» THE DATA
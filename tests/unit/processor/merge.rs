use super::*;
use crate::{
    document::model::Word,
    foundation::ids::SequentialIdGen,
    processor::measure::GlyphWidthMeasure,
    processor::split::{SplitMode, split_clip},
};

fn clip(id: &str, speaker: &str, start: f64, secs: &[f64]) -> Clip {
    let mut t = start;
    let words = secs
        .iter()
        .enumerate()
        .map(|(i, d)| {
            let w = Word::new(format!("{id}{i}"), format!("{id}{i}"), t, t + d);
            t += d;
            w
        })
        .collect();
    Clip::new(id, speaker, words)
}

fn ids_of(clips: &[Clip]) -> Vec<&str> {
    clips.iter().map(|c| c.id.as_str()).collect()
}

fn abc() -> Vec<Clip> {
    vec![
        clip("a", "s1", 0.0, &[1.0, 1.0]),
        clip("b", "s1", 2.0, &[1.5, 1.5]),
        clip("c", "s2", 5.0, &[1.0]),
    ]
}

fn sel(ids: &[&str]) -> Vec<String> {
    ids.iter().map(|s| s.to_string()).collect()
}

#[test]
fn manual_merge_concatenates_and_keeps_first_attributes() {
    let clips = abc();
    let merged = merge_clips(&clips[1..], &mut SequentialIdGen::new()).unwrap();
    assert_eq!(merged.id, "merged_0");
    assert_eq!(merged.speaker, "s1");
    assert_eq!(merged.full_text, "b0 b1 c0");
    assert_eq!(merged.subtitle, merged.full_text);
    assert_eq!(merged.words[2], clips[2].words[0]);
}

#[test]
fn non_contiguous_merge_is_rejected() {
    let clips = abc();
    let err = merge_in_document(
        &clips,
        &BTreeSet::new(),
        &sel(&["a", "c"]),
        &mut SequentialIdGen::new(),
    )
    .unwrap_err();
    assert!(matches!(err, SubcutError::InvalidRange(_)));
}

#[test]
fn contiguous_merge_replaces_at_first_position() {
    let clips = abc();
    let out = merge_in_document(
        &clips,
        &BTreeSet::new(),
        &sel(&["b", "a"]),
        &mut SequentialIdGen::new(),
    )
    .unwrap();
    assert_eq!(ids_of(&out), vec!["merged_0", "c"]);
    assert_eq!(out[0].full_text, "a0 a1 b0 b1");
}

#[test]
fn soft_deleted_clip_between_does_not_break_contiguity() {
    let clips = abc();
    let deleted: BTreeSet<String> = ["b".to_string()].into();
    let out = merge_in_document(&clips, &deleted, &sel(&["a", "c"]), &mut SequentialIdGen::new())
        .unwrap();
    assert_eq!(ids_of(&out), vec!["merged_0", "b"]);
}

#[test]
fn merge_needs_two_known_clips() {
    let clips = abc();
    let mut ids = SequentialIdGen::new();
    assert!(matches!(
        merge_in_document(&clips, &BTreeSet::new(), &sel(&["a", "a"]), &mut ids),
        Err(SubcutError::InvalidRange(_))
    ));
    assert!(matches!(
        merge_in_document(&clips, &BTreeSet::new(), &sel(&["a", "zz"]), &mut ids),
        Err(SubcutError::NotFound(_))
    ));
}

#[test]
fn merge_of_split_round_trips_words_and_text() {
    let original = clip("x", "s", 0.0, &[0.4, 0.5, 0.6, 0.7, 0.2]);
    let mut ids = SequentialIdGen::new();
    let pieces = split_clip(
        &original,
        &SplitMode::AtWord { index: 2 },
        &ProcessorConfig::default(),
        &GlyphWidthMeasure::default(),
        &mut ids,
    )
    .unwrap();
    let merged = merge_clips(&pieces, &mut ids).unwrap();
    assert_eq!(merged.words, original.words);
    assert_eq!(merged.full_text, original.full_text);
    assert_eq!(merged.speaker, original.speaker);
}

#[test]
fn short_clips_fold_until_a_long_clip_or_speaker_change() {
    let clips = vec![
        clip("a", "s1", 0.0, &[0.2]),
        clip("b", "s1", 0.2, &[0.2]),
        clip("c", "s1", 0.4, &[2.0]),
        clip("d", "s1", 2.4, &[0.1]),
        clip("e", "s2", 2.5, &[0.1]),
    ];
    let out = merge_sequence(
        clips,
        &MergeMode::ShortClips {
            min_secs: Some(0.5),
        },
        &ProcessorConfig::default(),
        &GlyphWidthMeasure::default(),
        &mut SequentialIdGen::new(),
    )
    .unwrap();
    let texts: Vec<&str> = out.iter().map(|c| c.full_text.as_str()).collect();
    assert_eq!(texts, vec!["a0 b0", "c0", "d0", "e0"]);
}

#[test]
fn short_clips_threshold_defaults_to_config() {
    let clips = vec![
        clip("a", "s1", 0.0, &[0.3]),
        clip("b", "s1", 0.3, &[0.3]),
        clip("c", "s1", 0.6, &[0.8]),
    ];
    let merge = |config: &ProcessorConfig| {
        let out = merge_sequence(
            clips.clone(),
            &MergeMode::ShortClips { min_secs: None },
            config,
            &GlyphWidthMeasure::default(),
            &mut SequentialIdGen::new(),
        )
        .unwrap();
        out.iter().map(|c| c.full_text.clone()).collect::<Vec<_>>()
    };

    assert_eq!(merge(&ProcessorConfig::default()), vec!["a0 b0", "c0"]);
    let wider = ProcessorConfig {
        min_clip_duration: 1.0,
        ..ProcessorConfig::default()
    };
    assert_eq!(merge(&wider), vec!["a0 b0 c0"]);
}

#[test]
fn by_speaker_merges_runs_within_width() {
    let clips = vec![
        clip("a", "s1", 0.0, &[1.0]),
        clip("b", "s1", 1.0, &[1.0]),
        clip("c", "s2", 2.0, &[1.0]),
        clip("d", "s1", 3.0, &[1.0]),
    ];
    let out = merge_sequence(
        clips.clone(),
        &MergeMode::BySpeaker,
        &ProcessorConfig::default(),
        &GlyphWidthMeasure::default(),
        &mut SequentialIdGen::new(),
    )
    .unwrap();
    let texts: Vec<&str> = out.iter().map(|c| c.full_text.as_str()).collect();
    assert_eq!(texts, vec!["a0 b0", "c0", "d0"]);

    let disabled = ProcessorConfig {
        merge_same_speaker: false,
        ..ProcessorConfig::default()
    };
    let out = merge_sequence(
        clips.clone(),
        &MergeMode::BySpeaker,
        &disabled,
        &GlyphWidthMeasure::default(),
        &mut SequentialIdGen::new(),
    )
    .unwrap();
    assert_eq!(out, clips);
}

#[test]
fn by_speaker_respects_max_width() {
    let long = |id: &str, start: f64| {
        let mut c = clip(id, "s1", start, &[1.0]);
        c.words[0].text = "x".repeat(20);
        c.rebuild_text();
        c
    };
    // Each 20-char word is 594px wide at the default font; two never fit in 768px.
    let out = merge_sequence(
        vec![long("a", 0.0), long("b", 1.0)],
        &MergeMode::BySpeaker,
        &ProcessorConfig::default(),
        &GlyphWidthMeasure::default(),
        &mut SequentialIdGen::new(),
    )
    .unwrap();
    assert_eq!(ids_of(&out), vec!["a", "b"]);
}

» WHAT IS REQUIRED
Using the entries above, return each line in which the word "SplitMode" occurs.

» EXERCISE SOLUTION
    processor::split::{SplitMode, split_clip},
        &SplitMode::AtWord { index: 2 },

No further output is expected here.